Un día me levanté de la cama con ganas de llorar por ir a esa clase... lo triste de esto es que no fue cuando era pequeña, sino hace dos meses..
Estoy en otra isla, que no es la mia... mis grandes amigos están lejos de mi, mi pareja y mi familia lejos.. ¿Qué coño hago aquí? Aguanto a una profesora petarda y amargada todos lo días temiendo que hoy esté de mal humor, si me gusta lo que estudio, y bastante, pero no soy feliz...
Llegué a un punto de que me autocompadecía... pero eso no era bueno para mi...

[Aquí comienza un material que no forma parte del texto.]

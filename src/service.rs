use crate::analyzer::comprehensive_analyzer::{ComprehensiveAnalyzer, ComprehensiveResult};
use crate::feed::monitor::MarketMonitor;
use crate::feed::rest::{OpenInterest, RestClient};
use crate::model::{normalize_symbol, CandleInterval};
use anyhow::{Context, Result};
use serde::{Deserialize, Serialize};
use std::sync::Arc;

/// 심볼 하나의 시장 스냅샷
///
/// 종합 분석 결과에 현재가/가격 변화율과 파생상품 컨텍스트
/// (미결제약정, 펀딩비)를 붙인 번들입니다. 하위 소비 계층은 이 값을
/// 그대로 직렬화해 사용합니다.
#[derive(Debug, Clone, Serialize, Deserialize)]
pub struct MarketSnapshot {
    pub symbol: String,
    pub current_price: f64,
    /// 1시간 가격 변화율 [%]
    pub price_change_1h: f64,
    /// 4시간 가격 변화율 [%]
    pub price_change_4h: f64,
    pub open_interest: Option<OpenInterest>,
    pub funding_rate: f64,
    pub analysis: ComprehensiveResult,
}

/// 심볼 단위 분석 서비스
///
/// 캔들 모니터에서 필요한 주기의 윈도우 스냅샷을 읽어 종합 분석기를
/// 실행합니다. 윈도우가 캐시에 없으면 모니터가 백필과 구독을 수행하므로
/// 첫 호출 이후에는 스트림이 윈도우를 유지합니다.
pub struct AnalysisService {
    monitor: Arc<MarketMonitor>,
    rest: RestClient,
    analyzer: ComprehensiveAnalyzer,
}

impl AnalysisService {
    pub fn new(
        monitor: Arc<MarketMonitor>,
        rest: RestClient,
        analyzer: ComprehensiveAnalyzer,
    ) -> AnalysisService {
        AnalysisService {
            monitor,
            rest,
            analyzer,
        }
    }

    pub fn analyzer(&self) -> &ComprehensiveAnalyzer {
        &self.analyzer
    }

    /// 심볼 하나에 대한 종합 분석을 수행합니다.
    ///
    /// 단기(3m)와 장기(4h) 윈도우를 사용하며, 두 윈도우 중 하나라도
    /// 확보하지 못하면 오류를 반환합니다.
    pub async fn analyze_symbol(&self, symbol: &str) -> Result<ComprehensiveResult> {
        let symbol = normalize_symbol(symbol);

        let short = self
            .monitor
            .get_current_klines(&symbol, CandleInterval::Minute3)
            .await
            .with_context(|| format!("{} 3m 윈도우 확보 실패", symbol))?;
        let long = self
            .monitor
            .get_current_klines(&symbol, CandleInterval::Hour4)
            .await
            .with_context(|| format!("{} 4h 윈도우 확보 실패", symbol))?;

        self.analyzer
            .analyze(&symbol, &short, &long, CandleInterval::Hour4)
    }

    /// 종합 분석에 파생상품 컨텍스트를 더한 스냅샷을 만듭니다.
    ///
    /// 미결제약정/펀딩비 조회 실패는 분석을 중단시키지 않고 기본값으로
    /// 대체됩니다.
    pub async fn market_snapshot(&self, symbol: &str) -> Result<MarketSnapshot> {
        let symbol = normalize_symbol(symbol);
        let analysis = self.analyze_symbol(&symbol).await?;

        let short = self
            .monitor
            .peek_klines(&symbol, CandleInterval::Minute3)
            .await
            .unwrap_or_default();
        let long = self
            .monitor
            .peek_klines(&symbol, CandleInterval::Hour4)
            .await
            .unwrap_or_default();

        let current_price = analysis.current_price;

        // 1시간 변화 = 20개의 3분 캔들 이전 종가 대비
        let price_change_1h = if short.len() >= 21 {
            let past = short[short.len() - 21].close;
            if past > 0.0 {
                (current_price - past) / past * 100.0
            } else {
                0.0
            }
        } else {
            0.0
        };

        // 4시간 변화 = 직전 4시간 캔들 종가 대비
        let price_change_4h = if long.len() >= 2 {
            let past = long[long.len() - 2].close;
            if past > 0.0 {
                (current_price - past) / past * 100.0
            } else {
                0.0
            }
        } else {
            0.0
        };

        let open_interest = match self.rest.get_open_interest(&symbol).await {
            Ok(oi) => Some(oi),
            Err(e) => {
                log::warn!("{} 미결제약정 조회 실패: {}", symbol, e);
                None
            }
        };

        let funding_rate = match self.rest.get_funding_rate(&symbol).await {
            Ok(rate) => rate,
            Err(e) => {
                log::warn!("{} 펀딩비 조회 실패: {}", symbol, e);
                0.0
            }
        };

        Ok(MarketSnapshot {
            symbol,
            current_price,
            price_change_1h,
            price_change_4h,
            open_interest,
            funding_rate,
            analysis,
        })
    }
}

Quería cambios, y no los veía por ningún lado, no soy una persona a la que le guste abandonar o rendirse, pero cuando no eres feliz haciendo algo, por muchas ganas que tengas de seguir, no logras nada.
Todo fue por señales:
La primera señal fue una carta del instituto, me di de baja automáticamente, si salgo que sea por la puerta grande.
La segunda, en un cartel de la autopista de TFNorte, "Haz caso de Las Señales".
La tercera, amigas que lloran porque te van a ver menos, pero se alegran de que haya dado el paso de darme de baja por ser feliz.
La cuarta, llegar a casa y que te llame tu antigua jefa que está en tu isla esperándote para darte trabajo.
Y la quinta señal... la sonrisa de mis labios... si, lloré, no lo niego, no me gusta eso de rendirme por una persona y por dejar de ver tan seguido a esas amigas que echaré de menos, pero empecé a ser feliz.
Hice mis maletas con una sonrisa de oreja a oreja, de la mano de Kevin, cogí la guagua que me llevó hasta el barco y hoy estoy en casa, feliz... Esperando a matricularme en Bachiller... (si bachiller)
Si no eres feliz, busca un cambio, sé que sentirás miedo al principio, pero se pasará, y cuando eso suceda, sentirás autentica felicidad.